Records from a collection

//! [`SqliteStore`] — the SQLite implementation of [`MovieStore`].

use std::path::Path;

use mvw_core::{
  record::{CatalogRecord, MovieRecord, validate_star},
  store::MovieStore,
};
use rusqlite::OptionalExtension as _;

use crate::{Error, Result, schema::SCHEMA};

/// Column list shared by the insert, update, and select statements. Order is
/// load-bearing: it matches the `?1..?26` placeholders and the row indices in
/// [`movie_from_row`].
const COLUMNS: &str = "imdbid, title, year, rated, released, runtime, genre, \
                       director, writer, actors, plot, language, country, \
                       awards, poster_link, metascore, imdbrating, imdbvotes, \
                       type, dvd, boxoffice, production, website, \
                       poster_local_path, star, review";

// ─── Store ───────────────────────────────────────────────────────────────────

/// The mvw movie table backed by a single SQLite file.
///
/// Cloning is cheap — the inner connection is reference-counted. The
/// connection is long-lived for the process; [`SqliteStore::close`] shuts it
/// down exactly once on the normal exit path, and dropping the last clone
/// covers the unwind path.
#[derive(Clone)]
pub struct SqliteStore {
  conn: tokio_rusqlite::Connection,
}

impl SqliteStore {
  /// Open (or create) a store at `path` and run schema initialisation.
  ///
  /// Parent directories are created as needed. Failure here is fatal to the
  /// caller: no later store operation can succeed without a connection.
  pub async fn open(path: impl AsRef<Path>) -> Result<Self> {
    if let Some(parent) = path.as_ref().parent() {
      std::fs::create_dir_all(parent)?;
    }
    let conn = tokio_rusqlite::Connection::open(path.as_ref()).await?;
    let store = Self { conn };
    store.init_schema().await?;
    tracing::debug!(path = %path.as_ref().display(), "opened movie store");
    Ok(store)
  }

  /// Open an in-memory store — useful for testing.
  pub async fn open_in_memory() -> Result<Self> {
    let conn = tokio_rusqlite::Connection::open_in_memory().await?;
    let store = Self { conn };
    store.init_schema().await?;
    Ok(store)
  }

  async fn init_schema(&self) -> Result<()> {
    self
      .conn
      .call(|conn| {
        conn.execute_batch(SCHEMA)?;
        Ok(())
      })
      .await?;
    Ok(())
  }

  /// Close the underlying connection. Call once, at process shutdown.
  pub async fn close(self) -> Result<()> {
    self.conn.close().await?;
    Ok(())
  }
}

// ─── MovieStore impl ─────────────────────────────────────────────────────────

impl MovieStore for SqliteStore {
  type Error = Error;

  async fn upsert(
    &self,
    record: CatalogRecord,
    poster_local_path: String,
    star: f64,
    review: String,
  ) -> Result<()> {
    validate_star(star)?;

    self
      .conn
      .call(move |conn| {
        // Explicit two-case contract: insert if absent, otherwise a full
        // replace of every column, inside one transaction.
        let tx = conn.transaction()?;

        let exists: bool = tx
          .query_row(
            "SELECT 1 FROM movies WHERE imdbid = ?1",
            rusqlite::params![record.imdb_id],
            |_| Ok(true),
          )
          .optional()?
          .unwrap_or(false);

        let params = rusqlite::params![
          record.imdb_id,
          record.title,
          record.year,
          record.rated,
          record.released,
          record.runtime,
          record.genre,
          record.director,
          record.writer,
          record.actors,
          record.plot,
          record.language,
          record.country,
          record.awards,
          record.poster_url,
          record.metascore,
          record.imdb_rating,
          record.imdb_votes,
          record.media_type,
          record.dvd,
          record.box_office,
          record.production,
          record.website,
          poster_local_path,
          star,
          review,
        ];

        if exists {
          tx.execute(
            "UPDATE movies SET
               title = ?2, year = ?3, rated = ?4, released = ?5,
               runtime = ?6, genre = ?7, director = ?8, writer = ?9,
               actors = ?10, plot = ?11, language = ?12, country = ?13,
               awards = ?14, poster_link = ?15, metascore = ?16,
               imdbrating = ?17, imdbvotes = ?18, type = ?19, dvd = ?20,
               boxoffice = ?21, production = ?22, website = ?23,
               poster_local_path = ?24, star = ?25, review = ?26
             WHERE imdbid = ?1",
            params,
          )?;
        } else {
          tx.execute(
            &format!(
              "INSERT INTO movies ({COLUMNS})
               VALUES (?1, ?2, ?3, ?4, ?5, ?6, ?7, ?8, ?9, ?10, ?11, ?12,
                       ?13, ?14, ?15, ?16, ?17, ?18, ?19, ?20, ?21, ?22,
                       ?23, ?24, ?25, ?26)"
            ),
            params,
          )?;
        }

        tx.commit()?;
        Ok(())
      })
      .await?;

    Ok(())
  }

  async fn update_review(
    &self,
    imdb_id: &str,
    star: f64,
    review: &str,
  ) -> Result<usize> {
    validate_star(star)?;

    let imdb_id = imdb_id.to_owned();
    let review = review.to_owned();
    let affected = self
      .conn
      .call(move |conn| {
        Ok(conn.execute(
          "UPDATE movies SET star = ?1, review = ?2 WHERE imdbid = ?3",
          rusqlite::params![star, review, imdb_id],
        )?)
      })
      .await?;

    Ok(affected)
  }

  async fn get_all(&self) -> Result<Vec<MovieRecord>> {
    let rows = self
      .conn
      .call(|conn| {
        let mut stmt = conn.prepare(&format!("SELECT {COLUMNS} FROM movies"))?;
        let rows = stmt
          .query_map([], movie_from_row)?
          .collect::<rusqlite::Result<Vec<_>>>()?;
        Ok(rows)
      })
      .await?;
    Ok(rows)
  }

  async fn get_by_title(&self, title: &str) -> Result<Option<MovieRecord>> {
    let title = title.to_owned();
    let row = self
      .conn
      .call(move |conn| {
        Ok(
          conn
            .query_row(
              &format!("SELECT {COLUMNS} FROM movies WHERE title = ?1 LIMIT 1"),
              rusqlite::params![title],
              movie_from_row,
            )
            .optional()?,
        )
      })
      .await?;
    Ok(row)
  }
}

// ─── Row mapping ─────────────────────────────────────────────────────────────

fn movie_from_row(row: &rusqlite::Row<'_>) -> rusqlite::Result<MovieRecord> {
  Ok(MovieRecord {
    imdb_id:     row.get(0)?,
    title:       row.get(1)?,
    year:        row.get(2)?,
    rated:       row.get(3)?,
    released:    row.get(4)?,
    runtime:     row.get(5)?,
    genre:       row.get(6)?,
    director:    row.get(7)?,
    writer:      row.get(8)?,
    actors:      row.get(9)?,
    plot:        row.get(10)?,
    language:    row.get(11)?,
    country:     row.get(12)?,
    awards:      row.get(13)?,
    poster_url:  row.get(14)?,
    metascore:   row.get(15)?,
    imdb_rating: row.get(16)?,
    imdb_votes:  row.get(17)?,
    media_type:  row.get(18)?,
    dvd:         row.get(19)?,
    box_office:  row.get(20)?,
    production:  row.get(21)?,
    website:     row.get(22)?,
    poster_local_path: row.get(23)?,
    star:              row.get(24)?,
    review:            row.get(25)?,
  })
}
//! User settings: API key, reviewer identity, and storage paths.
//!
//! Loaded with the layered `config` builder (defaults, then the TOML file,
//! then `MVW_*` environment overrides) and written back as TOML.

use std::path::{Path, PathBuf};

use anyhow::{Context, Result};
use serde::{Deserialize, Serialize};

#[derive(Debug, Clone, Serialize, Deserialize)]
#[serde(default)]
pub struct Settings {
  /// OMDb API key; empty until the user configures one.
  pub api_key:    String,
  /// Display name shown on the review card header.
  pub reviewer:   String,
  /// Location of the SQLite database file.
  pub store_path: PathBuf,
  /// Directory for cached poster images.
  pub poster_dir: PathBuf,
}

impl Default for Settings {
  fn default() -> Self {
    Self {
      api_key:    String::new(),
      reviewer:   String::new(),
      store_path: default_store_path(),
      poster_dir: default_poster_dir(),
    }
  }
}

impl Settings {
  /// Load settings from `file` (missing file is fine) with `MVW_*`
  /// environment variables taking precedence.
  pub fn load_from(file: &Path) -> Result<Self> {
    config::Config::builder()
      .add_source(config::File::from(file.to_path_buf()).required(false))
      .add_source(config::Environment::with_prefix("MVW"))
      .build()
      .context("failed to read settings")?
      .try_deserialize()
      .context("failed to deserialise settings")
  }

  /// Persist the current settings as TOML, creating parent directories.
  pub fn save_to(&self, file: &Path) -> Result<()> {
    if let Some(parent) = file.parent() {
      std::fs::create_dir_all(parent)
        .with_context(|| format!("creating {}", parent.display()))?;
    }
    let raw = toml::to_string_pretty(self).context("serialising settings")?;
    std::fs::write(file, raw)
      .with_context(|| format!("writing {}", file.display()))
  }

  /// Back to defaults, keeping the stored API key.
  pub fn reset(&self) -> Self {
    Self { api_key: self.api_key.clone(), ..Self::default() }
  }
}

/// `config.toml` under the per-user config directory unless overridden.
pub fn default_config_file() -> PathBuf {
  dirs::config_dir()
    .unwrap_or_else(|| PathBuf::from("."))
    .join("mvw")
    .join("config.toml")
}

fn default_store_path() -> PathBuf {
  dirs::data_local_dir()
    .unwrap_or_else(|| PathBuf::from("."))
    .join("mvw")
    .join("metadata.db")
}

fn default_poster_dir() -> PathBuf {
  dirs::cache_dir()
    .unwrap_or_else(|| PathBuf::from("."))
    .join("mvw")
    .join("posters")
}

**TASK DETAILS**
Copy out the lines of the records above in which the string "struct" appears.

**RESULT**
pub struct SqliteStore {
pub struct Settings {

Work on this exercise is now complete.